Fractional seconds are supported as well. As R itself only supports microseconds, the Boost compile-time option for nano-second resolution has not been enabled.

Value

A vector of POSIXct elements, or, in the case of anydate, a vector of Date objects.

Notes

By default, the (internal) conversion to (fractional) seconds since the epoch is relative to the locatime of this system, and therefore not completely independent of the settings of the local system. This is to strike a balance between ease of use and functionality. A more-full featured conversion could be possibly be added with support for arbitrary reference times, but this is (at least) currently outside the scope of this package. See the RcppCCTZ package which offers some timezone-shifting and differencing functionality. As of version 0.0.5 one can also parse relative to UTC avoiding the localtime issue,

Times and timezones can be tricky. This package offers a heuristic approach, it is likely that some input formats may not be parsed, or worse, be parsed incorrectly. This is not quite a Bobby Tables situation but care must always be taken with user-supplied input.
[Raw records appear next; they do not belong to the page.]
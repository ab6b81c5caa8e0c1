//! Client entrypoint for the CSR build.

// Bin target reuses lib deps, silence noisy lint.
#![allow(unused_crate_dependencies)]

use graph_view::{App, init_logging};
use leptos::prelude::*;

fn main() {
	init_logging();

	mount_to_body(|| {
		view! { <App /> }
	})
}
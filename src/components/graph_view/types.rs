//! Graph data structures for input to the graph view component.

use serde::Deserialize;
use serde_json::{Map, Value};

use super::error::Result;

/// Outline drawn for a node.
#[derive(Clone, Copy, Debug, Default, PartialEq, Eq, Deserialize)]
#[serde(rename_all = "lowercase")]
pub enum Shape {
	/// Rectangle, rounded by `rx`/`ry` when set.
	#[default]
	Rect,
	/// Circle sized by the larger dimension.
	Circle,
	/// Ellipse inscribed in the node box.
	Ellipse,
	/// Diamond around the label box.
	Diamond,
}

/// Marker drawn at the target end of an edge.
#[derive(Clone, Copy, Debug, Default, PartialEq, Eq, Deserialize)]
#[serde(rename_all = "lowercase")]
pub enum Arrowhead {
	/// Filled triangle.
	#[default]
	Normal,
	/// Notched arrow.
	Vee,
	/// No marker.
	Undirected,
}

/// A node record. `id` is required; everything else is optional.
#[derive(Clone, Debug, Default, PartialEq, Deserialize)]
#[serde(rename_all = "camelCase")]
pub struct NodeSpec {
	/// Unique identifier for this node. Used to reference nodes in edges.
	pub id: String,
	/// Display label. Falls back to the id when absent.
	pub label: Option<String>,
	/// Outline shape, `rect` by default.
	#[serde(default)]
	pub shape: Shape,
	/// Explicit outline width. Derived from the label when absent.
	pub width: Option<f64>,
	/// Explicit outline height. Derived from the label when absent.
	pub height: Option<f64>,
	/// Space between label and outline on every side.
	pub padding: Option<f64>,
	/// Horizontal corner radius of a `rect`.
	pub rx: Option<f64>,
	/// Vertical corner radius of a `rect`.
	pub ry: Option<f64>,
	/// Inline CSS applied to the outline.
	pub style: Option<String>,
	/// Inline CSS applied to the label text.
	pub label_style: Option<String>,
	/// Extra CSS class added to the node group.
	pub class: Option<String>,
	/// Any other attributes, carried through as metadata.
	#[serde(flatten)]
	pub extra: Map<String, Value>,
}

impl NodeSpec {
	/// Node `id` with no attributes.
	pub fn new(id: impl Into<String>) -> Self {
		Self {
			id: id.into(),
			..Self::default()
		}
	}

	/// Set the display label.
	pub fn with_label(mut self, label: impl Into<String>) -> Self {
		self.label = Some(label.into());
		self
	}

	/// Set the outline shape.
	pub fn with_shape(mut self, shape: Shape) -> Self {
		self.shape = shape;
		self
	}

	/// Set an explicit outline size.
	pub fn with_size(mut self, width: f64, height: f64) -> Self {
		self.width = Some(width);
		self.height = Some(height);
		self
	}
}

/// A directed edge record between two node ids.
#[derive(Clone, Debug, Default, PartialEq, Deserialize)]
#[serde(rename_all = "camelCase")]
pub struct EdgeSpec {
	/// Source node ID.
	pub from: String,
	/// Target node ID.
	pub to: String,
	/// Text drawn at the path midpoint.
	pub label: Option<String>,
	/// Marker at the target end, `normal` by default.
	#[serde(default)]
	pub arrowhead: Arrowhead,
	/// Inline CSS applied to the path.
	pub style: Option<String>,
	/// Inline CSS applied to the arrowhead.
	pub arrowhead_style: Option<String>,
	/// Inline CSS applied to the label text.
	pub label_style: Option<String>,
	/// Extra CSS class added to the edge group.
	pub class: Option<String>,
	/// Minimum number of ranks between the endpoints.
	pub minlen: Option<u32>,
	/// Pull of this edge when ordering nodes within a rank.
	pub weight: Option<f64>,
	/// Any other attributes, carried through as metadata.
	#[serde(flatten)]
	pub extra: Map<String, Value>,
}

impl EdgeSpec {
	/// Edge `from -> to` with no attributes.
	pub fn new(from: impl Into<String>, to: impl Into<String>) -> Self {
		Self {
			from: from.into(),
			to: to.into(),
			..Self::default()
		}
	}

	/// Set the edge label.
	pub fn with_label(mut self, label: impl Into<String>) -> Self {
		self.label = Some(label.into());
		self
	}
}

/// Complete graph payload: nodes and edges, both optional.
#[derive(Clone, Debug, Default, PartialEq, Deserialize)]
pub struct GraphSpec {
	/// Node records, upserted by id.
	pub nodes: Option<Vec<NodeSpec>>,
	/// Edge records, upserted by endpoint pair.
	pub edges: Option<Vec<EdgeSpec>>,
}

impl GraphSpec {
	/// Payload with both lists present.
	pub fn new(nodes: Vec<NodeSpec>, edges: Vec<EdgeSpec>) -> Self {
		Self {
			nodes: Some(nodes),
			edges: Some(edges),
		}
	}

	/// Decode a GraphSpec from its JSON form.
	pub fn from_json(json: &str) -> Result<Self> {
		Ok(serde_json::from_str(json)?)
	}

	/// Number of node records.
	pub fn node_count(&self) -> usize {
		self.nodes.as_ref().map_or(0, Vec::len)
	}

	/// Number of edge records.
	pub fn edge_count(&self) -> usize {
		self.edges.as_ref().map_or(0, Vec::len)
	}
}

#[cfg(test)]
mod tests {
	use super::*;
	use crate::components::graph_view::error::GraphError;

	#[test]
	fn test_parse_full_payload() {
		let spec = GraphSpec::from_json(
			r##"{
				"nodes": [
					{"id": "a", "label": "Start", "shape": "circle", "labelStyle": "fill: red", "owner": "ops"},
					{"id": "b"}
				],
				"edges": [
					{"from": "a", "to": "b", "arrowhead": "vee", "minlen": 2, "weight": 3}
				]
			}"##,
		)
		.unwrap();

		let nodes = spec.nodes.as_ref().unwrap();
		assert_eq!(nodes.len(), 2);
		assert_eq!(nodes[0].label.as_deref(), Some("Start"));
		assert_eq!(nodes[0].shape, Shape::Circle);
		assert_eq!(nodes[0].label_style.as_deref(), Some("fill: red"));
		assert_eq!(nodes[0].extra.get("owner"), Some(&Value::from("ops")));
		assert_eq!(nodes[1].shape, Shape::Rect);

		let edges = spec.edges.as_ref().unwrap();
		assert_eq!(edges[0].arrowhead, Arrowhead::Vee);
		assert_eq!(edges[0].minlen, Some(2));
		assert_eq!(edges[0].weight, Some(3.0));
	}

	#[test]
	fn test_nodes_and_edges_are_optional() {
		let spec = GraphSpec::from_json("{}").unwrap();
		assert!(spec.nodes.is_none());
		assert!(spec.edges.is_none());
		assert_eq!(spec.node_count(), 0);

		let spec = GraphSpec::from_json(r#"{"nodes": [{"id": "solo"}]}"#).unwrap();
		assert_eq!(spec.node_count(), 1);
		assert!(spec.edges.is_none());
	}

	#[test]
	fn test_missing_required_keys_fail() {
		let err = GraphSpec::from_json(r#"{"nodes": [{"label": "no id"}]}"#).unwrap_err();
		assert!(matches!(err, GraphError::Parse(_)));

		let err = GraphSpec::from_json(r#"{"edges": [{"from": "a"}]}"#).unwrap_err();
		assert!(matches!(err, GraphError::Parse(_)));
	}

	#[test]
	fn test_unknown_shape_fails() {
		let err = GraphSpec::from_json(r#"{"nodes": [{"id": "a", "shape": "hexagon"}]}"#)
			.unwrap_err();
		assert!(matches!(err, GraphError::Parse(_)));
	}
}
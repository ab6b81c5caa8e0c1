//! Error types for the graph view.

use thiserror::Error;

use super::model::MAX_MINLEN;

/// Errors raised while updating, registering or mounting a graph view.
#[derive(Debug, Error)]
pub enum GraphError {
	/// The GraphSpec payload could not be decoded.
	#[error("malformed graph data: {0}")]
	Parse(#[from] serde_json::Error),

	/// An edge references a node that is neither in the model nor in the
	/// same update.
	#[error("edge {from} -> {to} references unknown node '{missing}'")]
	DanglingEdge {
		/// Source node id of the edge.
		from: String,
		/// Target node id of the edge.
		to: String,
		/// The endpoint that could not be found.
		missing: String,
	},

	/// A node carries a size attribute that cannot be laid out.
	#[error("node '{id}' has invalid {field}: {value}")]
	InvalidDimension {
		/// Node id.
		id: String,
		/// Attribute name, e.g. `width`.
		field: &'static str,
		/// Rejected value.
		value: f64,
	},

	/// An edge asks for more ranks between its endpoints than allowed.
	#[error("edge {from} -> {to} has minlen {value}, maximum is {MAX_MINLEN}")]
	MinlenOutOfRange {
		/// Source node id of the edge.
		from: String,
		/// Target node id of the edge.
		to: String,
		/// Rejected value.
		value: u32,
	},

	/// Tag name is not a valid custom element name.
	#[error("invalid custom element name '{0}'")]
	InvalidTagName(String),

	/// Tag name was already defined in the registry.
	#[error("element '{0}' has already been defined")]
	AlreadyDefined(String),

	/// No factory is registered for the tag name.
	#[error("no element registered as '{0}'")]
	UnknownElement(String),

	/// A browser DOM call failed.
	#[error("DOM error: {0}")]
	Dom(String),
}

/// Result alias for graph view operations.
pub type Result<T> = std::result::Result<T, GraphError>;

#[cfg(test)]
mod tests {
	use super::*;

	#[test]
	fn test_error_display() {
		let error = GraphError::DanglingEdge {
			from: "a".into(),
			to: "x".into(),
			missing: "x".into(),
		};
		assert_eq!(
			error.to_string(),
			"edge a -> x references unknown node 'x'"
		);

		let error = GraphError::InvalidDimension {
			id: "a".into(),
			field: "width",
			value: -3.0,
		};
		assert_eq!(error.to_string(), "node 'a' has invalid width: -3");

		let error = GraphError::MinlenOutOfRange {
			from: "a".into(),
			to: "b".into(),
			value: 3_000_000,
		};
		assert_eq!(
			error.to_string(),
			"edge a -> b has minlen 3000000, maximum is 64"
		);

		let error = GraphError::AlreadyDefined("graph-view".into());
		assert_eq!(
			error.to_string(),
			"element 'graph-view' has already been defined"
		);
	}

	#[test]
	fn test_parse_error_converts() {
		let parse = serde_json::from_str::<serde_json::Value>("{").unwrap_err();
		let error: GraphError = parse.into();
		assert!(matches!(error, GraphError::Parse(_)));
		assert!(error.to_string().starts_with("malformed graph data"));
	}
}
The Boost Date_Time library cannot parse single digit months or days. So while ‘2016/09/02’ works (as expected), ‘2016/9/2’ will not. Other non-standard formats may also fail.

There is a known issue (discussed at length in issue ticket 5) where Australian times are off by an hour. This seems to affect only Windows, not Linux.

When given a vector, R will coerce it to the type of the first element. Should that be NA, surprising things can happen: c(NA, Sys.Date()) forces both values to numeric and the date will not be parsed correctly (as its integer value becomes numeric before our code sees it). On the other hand, c(Sys.Date(), NA) works as expected parsing as type Date with one missing value. See issue ticket 11 for more.

Another known issue concerns conversion when the timezone is set to ‘Europe/London’, see GitHub issue tickets 36. 51. 59. and 86. As pointed out in the comment in that last one, the Sys.timezone manual page suggests several alternatives to using ‘Europe/London’ such as ‘GB’.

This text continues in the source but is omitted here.